Juanjo

Personal information
- Full name: Juan José Carricondo Pérez
- Date of birth: 4 May 1977 (age 48)
- Place of birth: Barcelona, Spain
- Position(s): Attacking midfielder

Team information
- Current team: Horta

Youth career
- Damm
- Barcelona

Senior career*
- Years: Team / Apps / (Gls)
- 1995–1996: Barcelona C / 5 / (1)
- 1995–1998: Barcelona B / 79 / (8)
- 1996: Barcelona / 1 / (0)
- 1998–2001: Hearts / 74 / (9)
- 2001–2003: Bradford City / 26 / (1)
- 2003–2004: Jaén / 37 / (3)
- 2004–2006: Inverness Caledonian Thistle / 31 / (7)
- 2006: → Hamilton Academical (loan) / 11 / (1)
- 2006–2007: Granada / 29 / (3)
- 2007–2008: Premià / 18 / (4)
- 2008–2009: Mataró / 9 / (0)
- 2009: Mollet / 15 / (3)
- 2009–2010: Gibraltar United / 14 / (11)
- 2010–2011: ASIL Lysi
- 2011–2012: APEP
- 2012–2013: Aris Limassol
- 2013: APEP
- 2013–2014: Mollet / 16 / (0)
- 2014–2015: Rubí / 36 / (0)
- 2015–2017: Vilanova /  / (14)
- 2017–2018: Igualada / 12 / (0)
- 2018: Gavà / 18 / (2)
- 2018–: Horta / 7 / (0)

= Juanjo (footballer, born 1977) =

Spanish footballer

Juan José Carricondo Pérez (born 4 May 1977), commonly known as Juanjo, is a Spanish former professional footballer who played as an attacking midfielder.

Never having played in higher than Segunda División in his own country – with the exception of one game for Barcelona – he would spend seven years of his career playing in England (two seasons) and Scotland (five), representing a total of four clubs.

==Club career==
===Barcelona===
Born in Barcelona, Catalonia, Juanjo was a youth product at La Liga giants FC Barcelona. During the three years he spent with the team as a senior, however, he only appeared once for the main squad, against Deportivo de La Coruña at the Riazor Stadium (ten minutes played in an eventual 2–2 draw).

===Scotland / England===
In 1998, Juanjo moved to Edinburgh to play for Heart of Midlothian, where he received his first taste of Scottish football. His spell at the club was very successful, as he amassed official totals of 85 games and 11 goals during his three-year stint.

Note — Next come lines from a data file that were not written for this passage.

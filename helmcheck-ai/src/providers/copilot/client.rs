//! GitHub Copilot chat client

use crate::config::ProviderConfig;
use crate::context::Context;
use crate::http::{token_source, Credential, TokenFormat, TokenSource};
use crate::metrics::UsageMetrics;
use crate::protocol::{Request, Response};
use crate::providers::adapter::{ChunkStream, Provider};
use crate::providers::error::ProviderResult;
use crate::providers::openai::endpoint::{ChatEndpoint, Dialect};
use crate::providers::openai::{ChatSettings, JsonMode};
use crate::providers::rate_limit::RateLimits;
use crate::providers::retry::RetryPolicy;
use async_trait::async_trait;
use std::sync::Arc;
use tracing::debug;

/// Rough Copilot pricing by model family, USD for the whole call
pub fn estimate_cost(prompt_tokens: u64, completion_tokens: u64, model: &str) -> f64 {
    let (prompt_per_1k, completion_per_1k) = if model.contains("gpt-4") {
        (0.03, 0.06)
    } else if model.contains("gpt-3.5") {
        (0.0015, 0.002)
    } else {
        (0.01, 0.02)
    };
    prompt_tokens as f64 / 1000.0 * prompt_per_1k + completion_tokens as f64 / 1000.0 * completion_per_1k
}

/// Copilot provider over the OpenAI-compatible chat endpoint
pub struct CopilotProvider {
    endpoint: ChatEndpoint,
}

impl CopilotProvider {
    pub const DEFAULT_NAME: &'static str = "github-copilot";

    /// Environment variable read when no credential is configured
    pub const TOKEN_ENV: &'static str = "GITHUB_TOKEN";

    pub fn new(
        name: impl Into<String>,
        settings: ChatSettings,
        source: Arc<dyn TokenSource>,
        limits: RateLimits,
        retry: RetryPolicy,
    ) -> ProviderResult<Self> {
        let model = settings.model.clone();
        let dialect = Dialect {
            token_format: TokenFormat::GitHubToken,
            json_mode: JsonMode::PromptOnly,
            cost: Arc::new(move |prompt, completion| estimate_cost(prompt, completion, &model)),
        };
        let endpoint = ChatEndpoint::new(name.into(), settings, source, dialect, limits, retry)?;
        Ok(Self { endpoint })
    }

    pub fn from_config(config: &ProviderConfig) -> ProviderResult<Self> {
        let settings = ChatSettings::copilot_defaults().overlay(config)?;
        let name = if config.name.is_empty() {
            Self::DEFAULT_NAME.to_string()
        } else {
            config.name.clone()
        };
        let source = token_source(&config.auth, Credential::Token, Self::TOKEN_ENV);
        Self::new(
            name,
            settings,
            source,
            RateLimits::resolve(&config.rate_limits, &Default::default()),
            RetryPolicy::from(&config.retry),
        )
    }

    pub fn settings(&self) -> &ChatSettings {
        self.endpoint.settings()
    }
}

#[async_trait]
impl Provider for CopilotProvider {
    fn name(&self) -> &str {
        self.endpoint.name()
    }

    async fn analyze(&self, ctx: &Context, request: &Request) -> ProviderResult<Response> {
        self.endpoint.complete(ctx, request).await
    }

    async fn analyze_stream(&self, ctx: &Context, request: &Request) -> ProviderResult<ChunkStream> {
        self.endpoint.stream(ctx, request).await
    }

    /// Copilot has no model listing, so a tiny completion stands in
    async fn validate(&self, ctx: &Context) -> ProviderResult<()> {
        let ping = Request::new("ping").with_max_tokens(10);
        let response = self.endpoint.complete(ctx, &ping).await?;
        debug!(provider = %self.name(), tokens = response.tokens_used.total_tokens, "ping succeeded");
        Ok(())
    }

    fn metrics(&self) -> Arc<UsageMetrics> {
        self.endpoint.metrics()
    }

    async fn close(&self) -> ProviderResult<()> {
        self.endpoint.close();
        Ok(())
    }
}

#[cfg(test)]
mod tests {
    use super::*;
    use crate::config::AuthConfig;
    use crate::providers::error::ProviderError;

    #[test]
    fn test_cost_by_family() {
        assert!((estimate_cost(1000, 1000, "gpt-4") - 0.09).abs() < 1e-9);
        assert!((estimate_cost(1000, 1000, "gpt-3.5-turbo") - 0.0035).abs() < 1e-9);
        assert!((estimate_cost(1000, 1000, "claude-3.5-sonnet") - 0.03).abs() < 1e-9);
    }

    #[test]
    fn test_from_config_defaults() {
        let config = ProviderConfig {
            provider_type: "copilot".into(),
            auth: AuthConfig {
                token: Some("ghp_testtoken".into()),
                ..Default::default()
            },
            ..Default::default()
        };
        let provider = CopilotProvider::from_config(&config).unwrap();
        assert_eq!(provider.name(), "github-copilot");
        assert_eq!(provider.settings().base_url, "https://api.githubcopilot.com");
        assert_eq!(provider.settings().model, "gpt-4");
    }

    #[test]
    fn test_short_token_rejected() {
        let config = ProviderConfig {
            provider_type: "copilot".into(),
            auth: AuthConfig {
                token: Some("abc".into()),
                ..Default::default()
            },
            ..Default::default()
        };
        assert!(matches!(
            CopilotProvider::from_config(&config),
            Err(ProviderError::AuthenticationFailed { .. })
        ));
    }
}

Juanjo later followed manager Jim Jefferies to England and Bradford City in the second division. He scored on his debut appearance for his new team, against Walsall. After one and a half seasons, he returned to his country and signed with Real Jaén in Segunda División B.

After a move to Livingston fell through, John Robertson, manager of Inverness Caledonian Thistle, offered Juanjo a return to Scotland in the summer of 2004. He was one of the most influential players in the Caley Jags first-ever season in the Scottish Premier League, scoring and assisting alike as they finished eighth.

A ruptured achilles tendon injury kept Juanjo from participating in Inverness's games in the early part of the following campaign. When he returned to fitness, he found himself falling out of favour with player-coach Craig Brewster and, during the following January transfer window, the player was allowed to move to Hamilton Academical on loan for the rest of the season. He scored two goals for the team, in the Scottish Cup against Dundee F.C. and in the league against Brechin City.

===Later years===
Aged 29, Juanjo left Inverness and Scotland, joining another side in his country's third level, Granada CF. In the following two years he played amateur football with as many teams, in his native region.

In July 2008, Juanjo was an unnamed trialist for Airdrie United in a pre-season testimonial against Blackburn United, in honour of captain Craig Spence's ten years at the junior side. In January of the following year, he briefly returned to England, being handed a trial with League Two side AFC Bournemouth following recommendation from former club midfielder Claus Bech Jørgensen, his former teammate at Bradford; however, nothing came of it.

In late August 2009, Juanjo signed with Gibraltar United FC, leaving after one season at the age of 33 and resuming his career in Cyprus and in the Spanish lower leagues.